Ya no sé si O.E. Hasse, el actor, que se hizo un nombre con El general del Diablo, o Dürrenmatt, el autor suizo ya entonces famoso, a los que ensayos teatrales traían a veces a Berlín, fueron los que dieron la consigna; quizá fui yo desde la barra. Es posible, porque se trató sobre todo, en la pelea que siguió, de aquella emisión teatral sensacional del 12 de junio del año treinta, que pudimos oír el 13 por la emisora de onda corta americana a partir de las tres de la mañana, y de la que fui yo responsable, como técnico de sonido de la Radiodifusión del Reich en Zehlendorf. Con nuestro receptor de onda corta recientemente construido, me cuidé de que la recepción fuera óptima, lo mismo que antes —aunque no sin parásitos— había transmitido el combate de Schmeling contra Paulino Uzcudun y, antes aún, fui ayudante cuando se transmitió el primer aterrizaje del zepelín en Lakehurst. Cientos de miles oyeron cómo el dirigible LZ 126, sobre Manhattan, hacía su show. Sin embargo, en aquella ocasión, el placer terminó ya al cabo de media hora: en el cuarto asalto, Sharkey, que con su certero gancho de izquierda iba tres asaltos por delante, fue descalificado tras un fuerte gancho al estómago, que alcanzó a Schmeling demasiado bajo, tirándolo al suelo. Mientras Max se retorcía de dolor, fue proclamado nuevo campeón mundial por el árbitro, y por cierto ovacionado, porque Schmeling, incluso en el Yankee Stadium de Nueva York, era el favorito.

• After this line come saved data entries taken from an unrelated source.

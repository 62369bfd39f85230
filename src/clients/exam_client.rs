/// 考务后端 API 客户端
///
/// 封装所有与考务后端相关的调用逻辑
use std::time::Duration;

use async_trait::async_trait;
use reqwest::{Client, RequestBuilder};
use serde::de::DeserializeOwned;
use serde::Deserialize;
use serde_json::{json, Value};
use tracing::{debug, warn};

use crate::config::Config;
use crate::error::{AppResult, BackendError, ConfigError};
use crate::models::{
    AssessmentResult, AssessmentSubmission, AssessmentType, BatchCandidates, TheoryResult,
    TheorySubmission,
};

/// 后端能力
///
/// 所有失败（非 2xx 或网络错误）统一返回 `BackendError`
#[async_trait]
pub trait ExamBackend: Send + Sync {
    /// `POST login`，触发发送 OTP
    async fn request_otp(&self, email: &str) -> Result<(), BackendError>;

    /// `POST verify-otp`，返回会话 token
    async fn verify_otp(&self, email: &str, otp: &str) -> Result<String, BackendError>;

    /// `GET batches/{batchId}/candidates`
    async fn fetch_batch(&self, token: &str, batch_id: &str)
        -> Result<BatchCandidates, BackendError>;

    /// `POST batches/{batchId}/theory`
    async fn submit_theory(
        &self,
        token: &str,
        batch_id: &str,
        results: &[TheoryResult],
    ) -> Result<(), BackendError>;

    /// `POST batches/{batchId}/practical` 或 `.../viva`
    async fn submit_assessment(
        &self,
        token: &str,
        batch_id: &str,
        assessment: AssessmentType,
        results: &[AssessmentResult],
    ) -> Result<(), BackendError>;
}

/// 基于 reqwest 的后端客户端
pub struct ExamClient {
    client: Client,
    base_url: String,
}

#[derive(Debug, Deserialize)]
struct TokenBody {
    token: String,
}

impl ExamClient {
    /// 创建新的后端客户端
    pub fn new(config: &Config) -> AppResult<Self> {
        let client = Client::builder()
            .connect_timeout(Duration::from_secs(10))
            .timeout(Duration::from_secs(config.request_timeout_secs))
            .build()
            .map_err(|e| ConfigError::HttpClient(e.to_string()))?;

        Ok(Self {
            client,
            base_url: config.api_base_url.clone(),
        })
    }

    fn url(&self, endpoint: &str) -> String {
        format!("{}{}", self.base_url, endpoint)
    }

    /// 发送请求，成功时返回状态码和响应体
    async fn send(
        &self,
        endpoint: &str,
        request: RequestBuilder,
    ) -> Result<(u16, String), BackendError> {
        let response = request.send().await.map_err(|e| {
            warn!("请求失败 ({}): {}", endpoint, e);
            BackendError::transport(endpoint)
        })?;

        let status = response.status();
        let body = response.text().await.map_err(|e| {
            warn!("读取响应失败 ({}): {}", endpoint, e);
            BackendError::transport(endpoint)
        })?;

        if !status.is_success() {
            warn!("接口返回错误 ({}): {} {}", endpoint, status, body);
            return Err(BackendError::response(
                endpoint,
                status.as_u16(),
                extract_message(&body),
            ));
        }

        debug!("接口返回成功 ({}): {} 字节", endpoint, body.len());
        Ok((status.as_u16(), body))
    }

    async fn send_json<T: DeserializeOwned>(
        &self,
        endpoint: &str,
        request: RequestBuilder,
    ) -> Result<T, BackendError> {
        let (status, body) = self.send(endpoint, request).await?;
        decode_body(endpoint, status, &body)
    }
}

#[async_trait]
impl ExamBackend for ExamClient {
    async fn request_otp(&self, email: &str) -> Result<(), BackendError> {
        let endpoint = "login";
        let request = self
            .client
            .post(self.url(endpoint))
            .json(&json!({ "email": email }));
        self.send(endpoint, request).await.map(|_| ())
    }

    async fn verify_otp(&self, email: &str, otp: &str) -> Result<String, BackendError> {
        let endpoint = "verify-otp";
        let request = self
            .client
            .post(self.url(endpoint))
            .json(&json!({ "email": email, "otp": otp }));
        let body: TokenBody = self.send_json(endpoint, request).await?;
        Ok(body.token)
    }

    async fn fetch_batch(
        &self,
        token: &str,
        batch_id: &str,
    ) -> Result<BatchCandidates, BackendError> {
        let endpoint = format!("batches/{}/candidates", batch_id);
        let request = self.client.get(self.url(&endpoint)).bearer_auth(token);
        self.send_json(&endpoint, request).await
    }

    async fn submit_theory(
        &self,
        token: &str,
        batch_id: &str,
        results: &[TheoryResult],
    ) -> Result<(), BackendError> {
        let endpoint = format!("batches/{}/theory", batch_id);
        let request = self
            .client
            .post(self.url(&endpoint))
            .bearer_auth(token)
            .json(&TheorySubmission {
                candidates: results,
            });
        self.send(&endpoint, request).await.map(|_| ())
    }

    async fn submit_assessment(
        &self,
        token: &str,
        batch_id: &str,
        assessment: AssessmentType,
        results: &[AssessmentResult],
    ) -> Result<(), BackendError> {
        let endpoint = format!("batches/{}/{}", batch_id, assessment.as_str());
        let request = self
            .client
            .post(self.url(&endpoint))
            .bearer_auth(token)
            .json(&AssessmentSubmission { result: results });
        self.send(&endpoint, request).await.map(|_| ())
    }
}

/// 解析成功响应的 JSON，失败时带上实际状态码
fn decode_body<T: DeserializeOwned>(
    endpoint: &str,
    status: u16,
    body: &str,
) -> Result<T, BackendError> {
    serde_json::from_str(body).map_err(|e| {
        warn!("响应 JSON 解析失败 ({}): {}", endpoint, e);
        BackendError::response(endpoint, status, None)
    })
}

/// 从错误响应体中提取 `message` 字段
pub fn extract_message(body: &str) -> Option<String> {
    let value: Value = serde_json::from_str(body).ok()?;
    value
        .get("message")
        .and_then(|v| v.as_str())
        .filter(|m| !m.trim().is_empty())
        .map(|m| m.to_string())
}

Algunos de la tertulia de Franz Diener recordaban todavía aquella emisión de radio.

—¡Pero Sharkey fue claramente el mejor! —decían.

—Qué va. Max necesitaba tiempo. Sólo después del asalto quince se solía crecer…

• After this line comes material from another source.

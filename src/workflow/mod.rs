pub mod desk_ctx;
pub mod result_desk;

pub use desk_ctx::DeskCtx;
pub use result_desk::{DeskState, ResultDesk};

—Es verdad. Porque cuando, dos años más tarde, después de quince asaltos duros perdió contra Sharkey, todos, hasta el alcalde de Nueva York, protestaron, porque, por puntos, Schmeling era claramente superior.

Los combates posteriores con El bombardero moreno —Max venció en el primer combate, después de doce asaltos, por K.O., y Joe Louis en el segundo, en el primer asalto, ya igualmente por K.O.— se mencionaban sólo de pasada, y lo mismo la calidad, nuevamente mejorada, de nuestras emisiones de radio. Se hablaba más bien de la «Leyenda de Schmeling». En realidad, no había sido un boxeador extraordinario, decían, sino más bien alguien que suscitaba simpatía. Lo realmente grande en él se había conocido por su persona, no por la fuerza de sus puños. También, aunque sin querer, había sido útil para la maldita política de aquellos años: un alemán de exhibición. No es de extrañar que, después de la guerra, cuando perdió en Hamburgo contra Neusel y Vogt, no pudiera volver al cuadrilátero.

Entonces Franz Diener, que se había quedado tras el mostrador y rara vez comentaba los combates de boxeo, dijo:

—Sigo estando orgulloso de haber perdido mi título frente a Max, aunque él sólo se dedique ahora a criar gallinas.

Luego volvió a sacar cerveza, puso huevos en salmuera o albóndigas con una pizca de mostaza, y sirvió ronda tras ronda de aguardiente hasta la raya. Y en la tertulia se habló otra vez de cotilleos de teatro, hasta que Friedrich Dürrenmatt, prolijamente y al modo de Berna, explicó a la concurrencia, reducida ahora al silencio, el Universo con sus galaxias, nebulosas y años-luz.

—Nuestra Tierra, quiero decir lo que hormiguea por ella dándose importancia, ¡no es más que una migaja! —exclamó, y pidió luego otra ronda de cerveza.